◆ Task details: When you reach the line with "pub fn score_node(pod: &Pod, snap: &NodeSnapshot)" in the data below, begin printing lines exactly, and stop once the line with "use uuid::Uuid;" has been printed.

◆ Record extracts:
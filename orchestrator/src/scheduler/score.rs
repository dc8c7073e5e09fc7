//! Score stage: rank the nodes that survived filtering.
//!
//! Terms are kept on a 0..=100 scale before weighting:
//!   least-allocated  (w  1.0)  100 x (1 - max(cpu_frac, mem_frac))
//!   preferred node affinity (w 1.0) sum of matched weights, clamped
//!   pod anti-affinity (w 1.0)  penalty per already-matching pod
//!   PreferNoSchedule  (w -0.5) per untolerated taint
//! Ties are broken by node id so a frozen snapshot always schedules the
//! same way.

use stark_common::types::{Pod, TaintEffect, tolerated};

use super::NodeSnapshot;
use super::filter::matching_pods;

const TERM_SCALE: f64 = 100.0;
/// Points deducted per pod matched by the anti-affinity selector.
const ANTI_AFFINITY_PENALTY: f64 = 10.0;
/// Untolerated PreferNoSchedule taints score the full term at weight -0.5.
const PREFER_NO_SCHEDULE_WEIGHT: f64 = 0.5;

fn fraction(used: i64, capacity: i64) -> f64 {
    if capacity <= 0 {
        return 1.0;
    }
    (used as f64 / capacity as f64).clamp(0.0, 1.0)
}

pub fn score_node(pod: &Pod, snap: &NodeSnapshot) -> f64 {
    let node = &snap.node;
    let mut score = 0.0;

    // Least-allocated: prefer the node that stays emptiest after admission.
    let cpu_frac = fraction(
        node.allocated.cpu + pod.resource_requests.cpu,
        node.allocatable.cpu,
    );
    let mem_frac = fraction(
        node.allocated.memory + pod.resource_requests.memory,
        node.allocatable.memory,
    );
    score += TERM_SCALE * (1.0 - cpu_frac.max(mem_frac));

    // Preferred node affinity.
    if let Some(affinity) = &pod.scheduling.node_affinity {
        let matched: i64 = affinity
            .preferred
            .iter()
            .filter(|w| w.term.matches(&node.labels))
            .map(|w| w.weight as i64)
            .sum();
        score += (matched as f64).clamp(0.0, TERM_SCALE);
    }

    // Pod anti-affinity: penalize co-location with matching pods.
    if let Some(anti) = &pod.scheduling.pod_anti_affinity {
        let count = matching_pods(snap, anti) as f64;
        score -= (count * ANTI_AFFINITY_PENALTY).min(TERM_SCALE);
    }

    // Soft taints.
    let soft_taints = node
        .taints
        .iter()
        .filter(|t| t.effect == TaintEffect::PreferNoSchedule)
        .filter(|t| !tolerated(t, &pod.tolerations))
        .count() as f64;
    score -= soft_taints * PREFER_NO_SCHEDULE_WEIGHT * TERM_SCALE;

    score
}

/// Order candidates best-first with the deterministic tie-break.
pub fn rank<'a>(pod: &Pod, candidates: &mut Vec<&'a NodeSnapshot>) {
    let mut scored: Vec<(f64, &NodeSnapshot)> = candidates
        .drain(..)
        .map(|snap| (score_node(pod, snap), snap))
        .collect();
    scored.sort_by(|a, b| {
        b.0.partial_cmp(&a.0)
            .unwrap_or(std::cmp::Ordering::Equal)
            .then_with(|| a.1.node.id.cmp(&b.1.node.id))
    });
    candidates.extend(scored.into_iter().map(|(_, snap)| snap));
}
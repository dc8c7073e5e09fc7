//! Filter stage: which nodes may host a pod at all.

use std::collections::HashSet;

use stark_common::types::{Node, Pack, Pod, PodStatus, TaintEffect, Visibility, tolerated};
use uuid::Uuid;

use super::NodeSnapshot;

/// Why a node was rejected, in evaluation order. The aggregate of rejects
/// across all nodes picks the failure outcome written to the pod.
#[derive(Debug, Clone, Copy, PartialEq, Eq)]
pub enum FilterReject {
    /// Not online, or cordoned off.
    Status,
    /// Runtime type does not match the pack's runtime tag.
    Runtime,
    /// Node runtime is older than the pack's minimum.
    RuntimeVersion,
    /// nodeSelector key missing or wrong value.
    Selector,
    /// Required node affinity unsatisfied.
    Affinity,
    /// Untolerated NoSchedule/NoExecute taint.
    Taint,
    /// Private pack on a foreign node.
    Ownership,
    /// Everything matched but the headroom does not fit.
    Resources,
}

fn runtime_version_ok(node: &Node, pack: &Pack) -> bool {
    let Some(min) = &pack.min_node_version else {
        return true;
    };
    let Ok(min) = semver::Version::parse(min) else {
        // An unparseable constraint never admits anything; the pack is bad.
        return false;
    };
    match node
        .runtime_version
        .as_deref()
        .and_then(|v| semver::Version::parse(v).ok())
    {
        Some(have) => have >= min,
        None => false,
    }
}

/// Evaluate every filter predicate for one node, reporting the first that
/// fails. `admin_owners` are principals allowed to host anyone's private
/// packs on their nodes.
pub fn filter_node(
    pod: &Pod,
    pack: &Pack,
    snap: &NodeSnapshot,
    admin_owners: &HashSet<Uuid>,
) -> Result<(), FilterReject> {
    let node = &snap.node;

    if node.status != stark_common::types::NodeStatus::Online || node.unschedulable {
        return Err(FilterReject::Status);
    }

    if !pack.runtime_tag.compatible_with(node.runtime_type) {
        return Err(FilterReject::Runtime);
    }

    if !runtime_version_ok(node, pack) {
        return Err(FilterReject::RuntimeVersion);
    }

    for (key, value) in &pod.scheduling.node_selector {
        if node.labels.get(key) != Some(value) {
            return Err(FilterReject::Selector);
        }
    }

    if let Some(affinity) = &pod.scheduling.node_affinity
        && !affinity.required.is_empty()
        && !affinity.required.iter().any(|t| t.matches(&node.labels))
    {
        return Err(FilterReject::Affinity);
    }

    for taint in &node.taints {
        let repels = matches!(
            taint.effect,
            TaintEffect::NoSchedule | TaintEffect::NoExecute
        );
        if repels && !tolerated(taint, &pod.tolerations) {
            return Err(FilterReject::Taint);
        }
    }

    if pack.visibility == Visibility::Private
        && node.registered_by != pack.owner_id
        && !admin_owners.contains(&node.registered_by)
    {
        return Err(FilterReject::Ownership);
    }

    if !node
        .allocatable
        .remaining(&node.allocated)
        .fits(&pod.resource_requests)
    {
        return Err(FilterReject::Resources);
    }

    Ok(())
}

/// The same predicates with the resource check skipped; used to find nodes
/// where preemption could free enough room.
pub fn filter_node_ignoring_resources(
    pod: &Pod,
    pack: &Pack,
    snap: &NodeSnapshot,
    admin_owners: &HashSet<Uuid>,
) -> bool {
    match filter_node(pod, pack, snap, admin_owners) {
        Ok(()) | Err(FilterReject::Resources) => true,
        Err(_) => false,
    }
}

/// Whether pods of a service could run on this node at all, for DaemonSet
/// fan-out. Resource fit is left to the scheduler proper.
pub fn daemonset_eligible(
    pod_template: &Pod,
    pack: &Pack,
    snap: &NodeSnapshot,
    admin_owners: &HashSet<Uuid>,
) -> bool {
    filter_node_ignoring_resources(pod_template, pack, snap, admin_owners)
}

/// Count pods already on the node that a pod-affinity style selector hits.
pub fn matching_pods(snap: &NodeSnapshot, selector: &stark_common::types::PodAffinityTerm) -> usize {
    snap.pods
        .iter()
        .filter(|p| !matches!(p.status, PodStatus::Stopping) && selector.matches(&p.labels))
        .count()
}
use std::net::IpAddr;
use std::str::FromStr;

use axum::http::HeaderMap;
use serde::Deserialize;

pub mod args;
pub mod error;
pub mod events;
pub mod protocol;
pub mod shutdown;
pub mod types;

pub use error::{Error, Result};

/// One-time process setup shared by every binary.
pub fn init() {
    let disable_colors = ["1", "true"].contains(
        &std::env::var("DISABLE_COLORS")
            .unwrap_or_default()
            .to_lowercase()
            .as_str(),
    );
    owo_colors::set_override(!disable_colors);
}

/// Parse and validate a semver pack version string.
pub fn parse_version(v: &str) -> Result<semver::Version> {
    semver::Version::from_str(v)
        .map_err(|e| Error::Validation(format!("invalid semver '{v}': {e}")))
}

/// Highest version among `versions`, if any parse.
pub fn latest_version<'a, I>(versions: I) -> Option<semver::Version>
where
    I: IntoIterator<Item = &'a str>,
{
    versions
        .into_iter()
        .filter_map(|v| semver::Version::from_str(v).ok())
        .max()
}

#[derive(Deserialize, Default, Clone, Copy, Debug)]
pub struct Pagination {
    #[serde(default)]
    pub offset: i64,
    #[serde(default)]
    pub limit: Option<i64>,
}

impl Pagination {
    pub const MAX_LIMIT: i64 = 1000;

    pub fn effective_limit(&self) -> i64 {
        self.limit.unwrap_or(100).clamp(1, Self::MAX_LIMIT)
    }
}

/// Source address as seen through proxies, for access logs.
pub fn get_source_ip(headers: &HeaderMap) -> Option<IpAddr> {
    if let Some(forwarded_for) = headers.get("x-forwarded-for")
        && let Ok(forwarded_for) = forwarded_for.to_str()
        && let Some(ip_str) = forwarded_for.split(',').next()
        && let Ok(ip) = ip_str.trim().parse()
    {
        return Some(ip);
    }

    if let Some(real_ip) = headers.get("x-real-ip")
        && let Ok(ip_str) = real_ip.to_str()
        && let Ok(ip) = ip_str.trim().parse()
    {
        return Some(ip);
    }

    None
}

#[cfg(test)]
mod tests {
    use super::*;

    #[test]
    fn latest_version_orders_by_semver() {
        let latest = latest_version(["1.0.0", "1.10.0", "1.9.9"]).unwrap();
        assert_eq!(latest.to_string(), "1.10.0");
        // junk entries are skipped, not fatal
        let latest = latest_version(["not-a-version", "2.0.1"]).unwrap();
        assert_eq!(latest.to_string(), "2.0.1");
        assert!(latest_version([]).is_none());
    }

    #[test]
    fn pagination_clamps_limit() {
        let p = Pagination {
            offset: 0,
            limit: Some(100_000),
        };
        assert_eq!(p.effective_limit(), Pagination::MAX_LIMIT);
        let d = Pagination::default();
        assert_eq!(d.effective_limit(), 100);
    }
}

◆ Written reply:
pub fn score_node(pod: &Pod, snap: &NodeSnapshot) -> f64 {
    let node = &snap.node;
    let mut score = 0.0;

    // Least-allocated: prefer the node that stays emptiest after admission.
    let cpu_frac = fraction(
        node.allocated.cpu + pod.resource_requests.cpu,
        node.allocatable.cpu,
    );
    let mem_frac = fraction(
        node.allocated.memory + pod.resource_requests.memory,
        node.allocatable.memory,
    );
    score += TERM_SCALE * (1.0 - cpu_frac.max(mem_frac));

    // Preferred node affinity.
    if let Some(affinity) = &pod.scheduling.node_affinity {
        let matched: i64 = affinity
            .preferred
            .iter()
            .filter(|w| w.term.matches(&node.labels))
            .map(|w| w.weight as i64)
            .sum();
        score += (matched as f64).clamp(0.0, TERM_SCALE);
    }

    // Pod anti-affinity: penalize co-location with matching pods.
    if let Some(anti) = &pod.scheduling.pod_anti_affinity {
        let count = matching_pods(snap, anti) as f64;
        score -= (count * ANTI_AFFINITY_PENALTY).min(TERM_SCALE);
    }

    // Soft taints.
    let soft_taints = node
        .taints
        .iter()
        .filter(|t| t.effect == TaintEffect::PreferNoSchedule)
        .filter(|t| !tolerated(t, &pod.tolerations))
        .count() as f64;
    score -= soft_taints * PREFER_NO_SCHEDULE_WEIGHT * TERM_SCALE;

    score
}

/// Order candidates best-first with the deterministic tie-break.
pub fn rank<'a>(pod: &Pod, candidates: &mut Vec<&'a NodeSnapshot>) {
    let mut scored: Vec<(f64, &NodeSnapshot)> = candidates
        .drain(..)
        .map(|snap| (score_node(pod, snap), snap))
        .collect();
    scored.sort_by(|a, b| {
        b.0.partial_cmp(&a.0)
            .unwrap_or(std::cmp::Ordering::Equal)
            .then_with(|| a.1.node.id.cmp(&b.1.node.id))
    });
    candidates.extend(scored.into_iter().map(|(_, snap)| snap));
}
repository dc8c7073e5e09fc7
//! Filter stage: which nodes may host a pod at all.

use std::collections::HashSet;

use stark_common::types::{Node, Pack, Pod, PodStatus, TaintEffect, Visibility, tolerated};
use uuid::Uuid;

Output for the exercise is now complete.